From mboxrd@z Thu Jan  1 00:00:00 1970
Message-ID: <4461C318.5070207@domain.hid>
Date: Wed, 10 May 2006 12:40:24 +0200
From: Philippe Gerum <rpm@xenomai.org>
MIME-Version: 1.0
Subject: Re: [Xenomai-core] [bug] zombie mutex owners
References: <44619D0B.1080402@domain.hid>	<b647ffbd0605100216p7ba1d67eu7afc8df4fb29d828@domain.hid>
	<4461BB5A.3010403@domain.hid>
In-Reply-To: <4461BB5A.3010403@domain.hid>
Content-Type: text/plain; charset=ISO-8859-15; format=flowed
Content-Transfer-Encoding: 7bit
List-Id: "Xenomai life and development \(bug reports, patches,
	discussions\)" <xenomai.xenomai.org>
List-Unsubscribe: <https://mail.gna.org/listinfo/xenomai-core>,
	<mailto:xenomai-core-request@domain.hid>
List-Archive: </public/xenomai-core>
List-Post: <mailto:xenomai@xenomai.org>
List-Help: <mailto:xenomai-core-request@domain.hid>
List-Subscribe: <https://mail.gna.org/listinfo/xenomai-core>,
	<mailto:xenomai-core-request@domain.hid>
To: Jan Kiszka <jan.kiszka@domain.hid>
Cc: xenomai@xenomai.org

Jan Kiszka wrote:
> Dmitry Adamushko wrote:
> 
>>Hi Jan,
>>
>>
>>>running the attached test case for the native skin, you will get an ugly
>>>lock-up on probably all Xenomai versions.
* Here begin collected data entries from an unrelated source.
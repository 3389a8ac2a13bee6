//! Single-use challenges gating inbox access
//!
//! A challenge moves through exactly one transition:
//!
//! ```text
//! Issued --verify ok--> Consumed (entry removed)
//! Issued --ttl elapsed--> Expired (entry removed on next lookup or sweep)
//! ```
//!
//! Failed verification attempts leave the challenge in place.

mod memory;

use std::fmt;
use std::time::{Duration, Instant};

use base64::engine::general_purpose::STANDARD;
use base64::Engine;
use serde::{Deserialize, Serialize};
use subtle::ConstantTimeEq;

use crate::crypto::{
    self, decode_base64, derive_shared_key, PublicKey, SecretKey, PUBLIC_KEY_SIZE,
};
use crate::error::RendezvousError;

pub use memory::MemoryChallengeRegistry;

/// Size of the challenge token in bytes
pub const TOKEN_SIZE: usize = 32;
/// Size of the challenge nonce in bytes
pub const CHALLENGE_NONCE_SIZE: usize = 32;
/// How long an unconsumed challenge stays valid unless configured otherwise
pub const DEFAULT_CHALLENGE_TTL: Duration = Duration::from_secs(300);

/// Server-side record of an outstanding challenge
///
/// The ephemeral secret never leaves the registry; only [`IssuedChallenge`]
/// is handed to the client.
#[derive(Clone)]
pub struct Challenge {
    token: [u8; TOKEN_SIZE],
    ephemeral: SecretKey,
    nonce: [u8; CHALLENGE_NONCE_SIZE],
    issued_at: Instant,
}

impl fmt::Debug for Challenge {
    fn fmt(&self, f: &mut fmt::Formatter<'_>) -> fmt::Result {
        f.debug_struct("Challenge")
            .field("nonce", &self.encoded_nonce())
            .field("issued_at", &self.issued_at)
            .finish_non_exhaustive()
    }
}

/// The public half of a challenge, as returned to the client
#[derive(Debug, Clone, PartialEq, Eq, Serialize, Deserialize)]
#[serde(rename_all = "camelCase")]
pub struct IssuedChallenge {
    /// Base64 of the 32 byte token the client must seal
    pub token: String,
    /// Base64 of the per-challenge ephemeral X25519 public key
    pub public_key: String,
    /// Base64 of the 32 byte nonce identifying this challenge
    pub nonce: String,
}

impl Challenge {
    /// Draw a fresh token, ephemeral keypair and nonce from the OS RNG
    pub fn generate() -> Result<Self, RendezvousError> {
        Ok(Self {
            token: crypto::random_bytes::<TOKEN_SIZE>()?,
            ephemeral: SecretKey::generate()?,
            nonce: crypto::random_bytes::<CHALLENGE_NONCE_SIZE>()?,
            issued_at: Instant::now(),
        })
    }

    /// Nonce as handed to the client
    pub fn encoded_nonce(&self) -> String {
        STANDARD.encode(self.nonce)
    }

    pub fn nonce(&self) -> &[u8; CHALLENGE_NONCE_SIZE] {
        &self.nonce
    }

    pub fn issued(&self) -> IssuedChallenge {
        IssuedChallenge {
            token: STANDARD.encode(self.token),
            public_key: self.ephemeral.public().to_base64(),
            nonce: self.encoded_nonce(),
        }
    }

    pub fn is_expired(&self, ttl: Option<Duration>, now: Instant) -> bool {
        match ttl {
            Some(ttl) => now.saturating_duration_since(self.issued_at) >= ttl,
            None => false,
        }
    }

    /// Check an envelope against this challenge without consuming it
    ///
    /// # Errors
    ///
    /// - `MalformedInput` if the token or peer key are not base64
    /// - `InvalidPeerKey` if the peer key is not 32 bytes or is degenerate
    /// - `AuthenticationFailed` if the envelope does not open or holds the wrong token
    pub fn authenticate(
        &self,
        encrypted_token: &str,
        peer_public_key: &str,
    ) -> Result<(), RendezvousError> {
        let framed = decode_base64(encrypted_token)
            .map_err(|_| RendezvousError::MalformedInput("invalid encrypted token".into()))?;
        let peer = decode_base64(peer_public_key)
            .map_err(|_| RendezvousError::MalformedInput("invalid public key".into()))?;
        if peer.len() != PUBLIC_KEY_SIZE {
            return Err(RendezvousError::InvalidPeerKey);
        }

        let key = derive_shared_key(&self.ephemeral, &peer)?;
        let decrypted = crypto::open(&key, &framed)?;

        if decrypted.as_slice().ct_eq(&self.token).into() {
            Ok(())
        } else {
            Err(RendezvousError::AuthenticationFailed)
        }
    }
}

/// Decode a nonce as echoed by a client
///
/// Accepts any base64 alphabet, padded or not. Anything that is not exactly
/// [`CHALLENGE_NONCE_SIZE`] bytes yields `None`.
pub fn decode_nonce(encoded: &str) -> Option<[u8; CHALLENGE_NONCE_SIZE]> {
    decode_base64(encoded).ok()?.try_into().ok()
}

/// Issues and consumes challenges per recipient key
///
/// Implementations index outstanding challenges by `(recipient, nonce)` and
/// must guarantee that a challenge is consumed at most once, even under
/// concurrent verification.
pub trait ChallengeRegistry: Send + Sync + fmt::Debug {
    /// Create and store a new challenge for `recipient`
    ///
    /// A nonce collision for the same recipient overwrites the older entry.
    fn issue(&self, recipient: &PublicKey) -> Result<IssuedChallenge, RendezvousError>;

    /// Verify an envelope and consume the challenge on success
    ///
    /// Unknown recipients, unknown nonces, expired challenges and replays all
    /// fail with `NoSuchChallenge`.
    fn verify(
        &self,
        recipient: &PublicKey,
        nonce: &str,
        encrypted_token: &str,
        peer_public_key: &str,
    ) -> Result<(), RendezvousError>;

    /// Whether an unexpired challenge is outstanding for `(recipient, nonce)`
    ///
    /// `nonce` is matched by its decoded bytes, whatever base64 alphabet it uses.
    fn contains(&self, recipient: &PublicKey, nonce: &str) -> bool;

    /// Number of challenges held for `recipient`, expired ones included
    fn outstanding(&self, recipient: &PublicKey) -> usize;

    /// Drop every expired challenge, returning how many were removed
    fn evict_expired(&self) -> usize;
}
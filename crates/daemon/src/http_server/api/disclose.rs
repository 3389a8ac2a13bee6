use axum::body::Bytes;
use axum::extract::State;
use axum::http::{HeaderMap, StatusCode};
use axum::response::{IntoResponse, Response};
use reqwest::{Client, RequestBuilder};
use time::OffsetDateTime;
use url::Url;

use common::credential::CredentialError;
use common::rendezvous::{strip_bearer, DisclosureRequest};
use common::RendezvousError;

use crate::http_server::api::authorization;
use crate::http_server::api::client::{endpoint, ApiError, ApiRequest};
use crate::ServiceState;

pub const DISCLOSE_ACK: &str = "transmission successful";

/// A disclosure submission together with the credential that authorizes it
#[derive(Debug, Clone)]
pub struct DiscloseRequest {
    pub credential: String,
    pub disclosure: DisclosureRequest,
}

pub async fn handler(
    State(state): State<ServiceState>,
    headers: HeaderMap,
    body: Bytes,
) -> Result<impl IntoResponse, DiscloseError> {
    let credential = authorization(&headers)
        .and_then(strip_bearer)
        .ok_or(DiscloseError::MissingCredential)?;
    let claims = state
        .signer()
        .verify(credential, OffsetDateTime::now_utc())?;

    let request: DisclosureRequest =
        serde_json::from_slice(&body).map_err(|e| DiscloseError::InvalidBody(e.to_string()))?;
    let recipient = state.rendezvous().submit(&claims.org, request)?;

    tracing::info!(%recipient, "accepted disclosure");
    Ok((StatusCode::OK, DISCLOSE_ACK).into_response())
}

#[derive(Debug, thiserror::Error)]
pub enum DiscloseError {
    #[error("missing credential")]
    MissingCredential,
    #[error("credential rejected: {0}")]
    Credential(#[from] CredentialError),
    #[error("invalid body: {0}")]
    InvalidBody(String),
    #[error(transparent)]
    Rendezvous(#[from] RendezvousError),
}

impl IntoResponse for DiscloseError {
    fn into_response(self) -> Response {
        tracing::warn!("DISCLOSE ERROR: {}", self);
        match self {
            DiscloseError::MissingCredential | DiscloseError::Credential(_) => {
                (StatusCode::UNAUTHORIZED, "invalid or expired credential").into_response()
            }
            DiscloseError::InvalidBody(_) => {
                (StatusCode::BAD_REQUEST, "invalid body").into_response()
            }
            DiscloseError::Rendezvous(e) if e.is_client_error() => {
                (StatusCode::BAD_REQUEST, e.to_string()).into_response()
            }
            DiscloseError::Rendezvous(_) => {
                (StatusCode::INTERNAL_SERVER_ERROR, "internal error").into_response()
            }
        }
    }
}

// Client implementation - builds request for this operation
impl ApiRequest for DiscloseRequest {
    type Response = String;

    fn build_request(self, base_url: &Url, client: &Client) -> Result<RequestBuilder, ApiError> {
        Ok(client
            .post(endpoint(base_url, &["disclose"])?)
            .bearer_auth(self.credential)
            .json(&self.disclosure))
    }
}
use std::sync::atomic::{AtomicBool, Ordering};
use std::sync::Arc;

use common::credential::{CredentialSigner, OrganizationLookup};
use common::directory::RecipientDirectory;
use common::rendezvous::Rendezvous;

use crate::lookup::RdapLookup;
use crate::service_config::Config;

/// Main service state, shared by every request handler
#[derive(Clone)]
pub struct State {
    rendezvous: Rendezvous,
    directory: RecipientDirectory,
    signer: Arc<CredentialSigner>,
    lookup: Arc<dyn OrganizationLookup>,
    shutting_down: Arc<AtomicBool>,
}

impl State {
    /// Build state from config, resolving organizations over RDAP
    pub async fn from_config(config: &Config) -> Result<Self, StateSetupError> {
        tracing::info!(rdap_url = %config.rdap_url, "using RDAP for organization lookup");
        let lookup = RdapLookup::new(config.rdap_url.clone())
            .map_err(|e| StateSetupError::Lookup(e.to_string()))?;
        Self::new(config, Arc::new(lookup))
    }

    /// Build state from config with a caller-supplied organization lookup
    pub fn new(
        config: &Config,
        lookup: Arc<dyn OrganizationLookup>,
    ) -> Result<Self, StateSetupError> {
        let signer = match config.signer.clone() {
            Some(signer) => signer,
            None => {
                tracing::warn!("no signing key configured, credentials will not survive a restart");
                CredentialSigner::generate().map_err(|e| StateSetupError::Signer(e.to_string()))?
            }
        }
        .with_ttl(config.credential_ttl);

        tracing::info!(
            threshold = config.threshold.get(),
            challenge_ttl = ?config.challenge_ttl,
            verifying_key = %signer.verifying_key_base64(),
            "rendezvous state ready"
        );

        Ok(Self {
            rendezvous: Rendezvous::in_memory(config.threshold, config.challenge_ttl),
            directory: RecipientDirectory::new(),
            signer: Arc::new(signer),
            lookup,
            shutting_down: Arc::new(AtomicBool::new(false)),
        })
    }

    pub fn rendezvous(&self) -> &Rendezvous {
        &self.rendezvous
    }

    pub fn directory(&self) -> &RecipientDirectory {
        &self.directory
    }

    pub fn signer(&self) -> &CredentialSigner {
        &self.signer
    }

    pub fn lookup(&self) -> &Arc<dyn OrganizationLookup> {
        &self.lookup
    }

    /// Flag the service as draining; readiness checks fail from here on
    pub fn mark_shutting_down(&self) {
        self.shutting_down.store(true, Ordering::Release);
    }

    pub fn is_shutting_down(&self) -> bool {
        self.shutting_down.load(Ordering::Acquire)
    }
}

impl AsRef<Rendezvous> for State {
    fn as_ref(&self) -> &Rendezvous {
        &self.rendezvous
    }
}

#[derive(Debug, thiserror::Error)]
pub enum StateSetupError {
    #[error("failed to set up organization lookup: {0}")]
    Lookup(String),
    #[error("failed to set up credential signer: {0}")]
    Signer(String),
}
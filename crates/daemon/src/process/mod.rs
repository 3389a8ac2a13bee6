pub mod utils;

use std::net::SocketAddr;
use std::time::Duration;

use futures::future::join_all;
use tokio::sync::watch;
use tokio::time::timeout;
use tracing_subscriber::layer::SubscriberExt;
use tracing_subscriber::util::SubscriberInitExt;
use tracing_subscriber::{EnvFilter, Layer};

const FINAL_SHUTDOWN_TIMEOUT: Duration = Duration::from_secs(30);

use crate::http_server;
use crate::{ServiceConfig, ServiceState};

/// Handle for gracefully shutting down the daemon service.
pub struct ShutdownHandle {
    graceful_waiter: tokio::task::JoinHandle<()>,
    handles: Vec<tokio::task::JoinHandle<()>>,
    shutdown_tx: watch::Sender<()>,
}

impl ShutdownHandle {
    /// Block until the service shuts down (via signal or explicit shutdown).
    pub async fn wait(self) {
        shutdown_and_join(self.graceful_waiter, self.handles).await;
    }

    /// Trigger shutdown programmatically.
    pub fn shutdown(&self) {
        let _ = self.shutdown_tx.send(());
    }
}

#[derive(Debug, thiserror::Error)]
pub enum ServiceError {
    #[error("failed to install signal handlers: {0}")]
    Signals(#[from] std::io::Error),
    #[error("failed to set up service state: {0}")]
    State(#[from] crate::service_state::StateSetupError),
}

/// Initialize logging, panic handler, and build info reporting.
/// Returns guards that must be kept alive for the duration of the program.
fn init_logging(
    service_config: &ServiceConfig,
) -> Vec<tracing_appender::non_blocking::WorkerGuard> {
    use tracing_subscriber::fmt::format::FmtSpan;

    let mut guards = Vec::new();

    // Stdout layer
    let (stdout_writer, stdout_guard) = tracing_appender::non_blocking(std::io::stdout());
    guards.push(stdout_guard);

    let stdout_env_filter = EnvFilter::builder()
        .with_default_directive(service_config.log_level.into())
        .from_env_lossy();

    let stdout_layer = tracing_subscriber::fmt::layer()
        .compact()
        .with_writer(stdout_writer)
        .with_filter(stdout_env_filter);

    // File layer (if log_dir is set)
    if let Some(log_dir) = &service_config.log_dir {
        if let Err(e) = std::fs::create_dir_all(log_dir) {
            eprintln!(
                "Warning: Failed to create log directory {:?}: {}",
                log_dir, e
            );
        }

        let file_appender = tracing_appender::rolling::daily(log_dir, "rendezvous.log");
        let (file_writer, file_guard) = tracing_appender::non_blocking(file_appender);
        guards.push(file_guard);

        let file_env_filter = EnvFilter::builder()
            .with_default_directive(service_config.log_level.into())
            .from_env_lossy();

        let file_layer = tracing_subscriber::fmt::layer()
            .with_writer(file_writer)
            .with_ansi(false)
            .with_span_events(FmtSpan::CLOSE)
            .with_filter(file_env_filter);

        tracing_subscriber::registry()
            .with(stdout_layer)
            .with(file_layer)
            .init();
    } else {
        tracing_subscriber::registry().with(stdout_layer).init();
    }

    utils::register_panic_logger();
    utils::report_build_info();

    guards
}

/// Wait for shutdown and join all handles with timeout.
async fn shutdown_and_join(
    graceful_waiter: tokio::task::JoinHandle<()>,
    handles: Vec<tokio::task::JoinHandle<()>>,
) {
    let _ = graceful_waiter.await;

    if timeout(FINAL_SHUTDOWN_TIMEOUT, join_all(handles))
        .await
        .is_err()
    {
        tracing::error!(
            "Failed to shut down within {} seconds",
            FINAL_SHUTDOWN_TIMEOUT.as_secs()
        );
        std::process::exit(4);
    }
}

/// Periodically evict expired challenges until shutdown.
pub async fn sweep_challenges(
    state: ServiceState,
    interval: Duration,
    mut shutdown_rx: watch::Receiver<()>,
) {
    let mut ticker = tokio::time::interval(interval);
    ticker.set_missed_tick_behavior(tokio::time::MissedTickBehavior::Delay);
    // the first tick completes immediately
    ticker.tick().await;

    loop {
        tokio::select! {
            _ = ticker.tick() => {
                let evicted = state.rendezvous().evict_expired_challenges();
                if evicted > 0 {
                    tracing::debug!(evicted, "swept expired challenges");
                }
            }
            _ = shutdown_rx.changed() => {
                tracing::debug!("challenge sweeper stopping");
                break;
            }
        }
    }
}

/// Create state and spawn background tasks, returning the state handle.
///
/// The returned `ShutdownHandle` must be kept alive; dropping it does not stop the service.
pub async fn start_service(
    service_config: &ServiceConfig,
) -> Result<(ServiceState, ShutdownHandle), ServiceError> {
    let (graceful_waiter, shutdown_tx, shutdown_rx) = utils::graceful_shutdown_blocker()?;
    let state = ServiceState::from_config(service_config).await?;

    let mut handles = Vec::new();

    // Spawn API server
    let api_port = service_config.api_port;
    let api_addr = SocketAddr::from(([0, 0, 0, 0], api_port));
    let api_state = state.clone();
    let api_config = http_server::Config::new(api_addr, service_config.max_disclosure_bytes);
    let api_rx = shutdown_rx.clone();
    let api_handle = tokio::spawn(async move {
        if let Err(e) = http_server::run_api(api_config, api_state, api_rx).await {
            tracing::error!("API server error: {}", e);
        }
    });
    handles.push(api_handle);

    // Spawn challenge sweeper (only useful when challenges expire)
    if service_config.challenge_ttl.is_some() {
        let sweep_state = state.clone();
        let sweep_interval = service_config.sweep_interval;
        let sweep_rx = shutdown_rx.clone();
        handles.push(tokio::spawn(sweep_challenges(
            sweep_state,
            sweep_interval,
            sweep_rx,
        )));
    }

    tracing::info!("Running: API on port {}", api_port);

    let handle = ShutdownHandle {
        graceful_waiter,
        handles,
        shutdown_tx,
    };

    Ok((state, handle))
}

/// Spawns the daemon service: API server + challenge sweeper.
/// Blocks until shutdown signal is received. Use for CLI binary usage.
pub async fn spawn_service(service_config: &ServiceConfig) -> Result<(), ServiceError> {
    let _guards = init_logging(service_config);
    let (_, handle) = start_service(service_config).await.inspect_err(|e| {
        tracing::error!("error creating server state: {}", e);
    })?;
    handle.wait().await;
    Ok(())
}
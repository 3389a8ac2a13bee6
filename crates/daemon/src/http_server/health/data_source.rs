use std::fmt::Debug;
use std::ops::Deref;
use std::sync::Arc;

use async_trait::async_trait;
use axum::extract::{FromRef, FromRequestParts};
use http::request::Parts;

use crate::ServiceState;

#[async_trait]
pub trait DataSource {
    /// Perform various checks on the system to ensure its healthy and ready to accept requests.
    async fn is_ready(&self) -> Result<(), DataSourceError>;
}

#[derive(Debug, thiserror::Error)]
pub enum DataSourceError {
    #[error("one or more dependent services aren't available")]
    DependencyFailure,

    #[error("service has received signal indicating it should shutdown")]
    ShuttingDown,
}

pub type DynDataSource = Arc<dyn DataSource + Send + Sync>;

pub struct StateDataSource(DynDataSource);

impl Debug for StateDataSource {
    fn fmt(&self, f: &mut std::fmt::Formatter<'_>) -> std::fmt::Result {
        f.debug_struct("StateDataSource").finish()
    }
}

impl StateDataSource {
    #[cfg(test)]
    pub fn new(dds: DynDataSource) -> Self {
        Self(dds)
    }
}

impl Deref for StateDataSource {
    type Target = DynDataSource;

    fn deref(&self) -> &Self::Target {
        &self.0
    }
}

/// Readiness of the live service state
struct ServiceSource {
    state: ServiceState,
}

#[async_trait]
impl DataSource for ServiceSource {
    async fn is_ready(&self) -> Result<(), DataSourceError> {
        if self.state.is_shutting_down() {
            return Err(DataSourceError::ShuttingDown);
        }
        // the signer must be able to mint a credential for us to serve /credential
        self.state
            .signer()
            .issue("readiness".into(), time::OffsetDateTime::now_utc())
            .map(|_| ())
            .map_err(|_| DataSourceError::DependencyFailure)
    }
}

#[async_trait]
impl<S> FromRequestParts<S> for StateDataSource
where
    ServiceState: FromRef<S>,
    S: Send + Sync,
{
    type Rejection = ();

    async fn from_request_parts(_parts: &mut Parts, state: &S) -> Result<Self, Self::Rejection> {
        Ok(StateDataSource(Arc::new(ServiceSource {
            state: ServiceState::from_ref(state),
        })))
    }
}

#[cfg(test)]
pub(crate) mod tests {
    use super::*;

    #[derive(Clone)]
    pub(crate) enum MockReadiness {
        DependencyFailure,
        Ready,
        ShuttingDown,
    }

    #[async_trait]
    impl DataSource for MockReadiness {
        async fn is_ready(&self) -> Result<(), DataSourceError> {
            use MockReadiness::*;

            match self {
                DependencyFailure => Err(DataSourceError::DependencyFailure),
                Ready => Ok(()),
                ShuttingDown => Err(DataSourceError::ShuttingDown),
            }
        }
    }
}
Granted, this code is a bit
>>>synthetic. I originally thought I could trigger the bug also via
>>>timeouts when waiting on mutexes, but this scenario is safe (the timeout
>>>is cleared before being able to cause harm).
>>>
>>
>>just in order to educate me as probably I might have got something
>>wrong at the first glance :)
>>
>>if we take this one:
>>
>>--- mutex.c    2006-02-27 15:34:58.000000000 +0100
>>+++ mutex-NEW.c    2006-05-10 11:55:25.000000000 +0200
>>@@ -391,7 +391,7 @@ int rt_mutex_lock (RT_MUTEX *mutex,
>>    err = -EIDRM; /* Mutex deleted while pending. */
>>    else if (xnthread_test_flags(&task->thread_base,XNTIMEO))
>>    err = -ETIMEDOUT; /* Timeout.*/
>>-    else if (xnthread_test_flags(&task->thread_base,XNBREAK))
>>+    else if (xnthread_test_flags(&task->thread_base,XNBREAK) &&
>>mutex->owner != task)
>>    err = -EINTR; /* Unblocked.*/
>>
>> unlock_and_exit:
>>
>>As I understand task2 has a lower prio and that's why
>>
>>[task1] rt_mutex_unlock
>>[task 1] rt_task_unblock(task1)
>>
>>are called in a row.
>>
>>ok, task2 wakes up in rt_mutex_unlock() (when task1 is blocked on
>>rt_mutex_lock()) and finds XNBREAK flag but,
>>
>>[doc] -EINTR is returned if rt_task_unblock() has been called for the
>>waiting task (1) before the mutex has become available (2).
>>
>>(1) it's true, task2 was still waiting at that time;
>>(2) it's wrong, task2 was already the owner.
>>
>>So why just not to bail out XNBREAK and continue task2 as it has a
>>mutex (as shown above) ?
> 
> 
> Indeed, this solves the issue more gracefully.
> 
> Looking at this again from a different perspective and running the test
> case with your patch in a slightly different way, I think I
> misinterpreted the crash. If I modify task2 like this
> 
> void task2_fnc(void *arg)
> {
>         printf("started task2\n");
>         if (rt_mutex_lock(&mtx, 0) < 0) {
>                 printf("lock failed in task2\n");
>                 return;
>         }
> //        rt_mutex_unlock(&mtx);
> 
>         printf("done task2\n");
> }
> 
> I'm also getting a crash. So the problem seems to be releasing a mutex
> ownership on task termination. Well, this needs further examination.
> 
> Looks like the issue is limited to cleanup problems and is not that
> widespread to other skins as I thought. RTDM is not involved as it does
> not know EINTR for rtdm_mutex_lock. The POSIX skins runs in a loop on
> interruption and should recover from this.
> 
> Besides this, we then may want to consider if introducing a pending
> ownership of synch objects is worthwhile to improve efficiency of PIP
> users. Not critical, but if it comes at a reasonable price... Will try
> to draft something.
> 

I've planned to work over the simulator asap to implement the stealing 
of ownership at the nucleus level, so that this kind of issue will 
become history.

-- 

Philippe.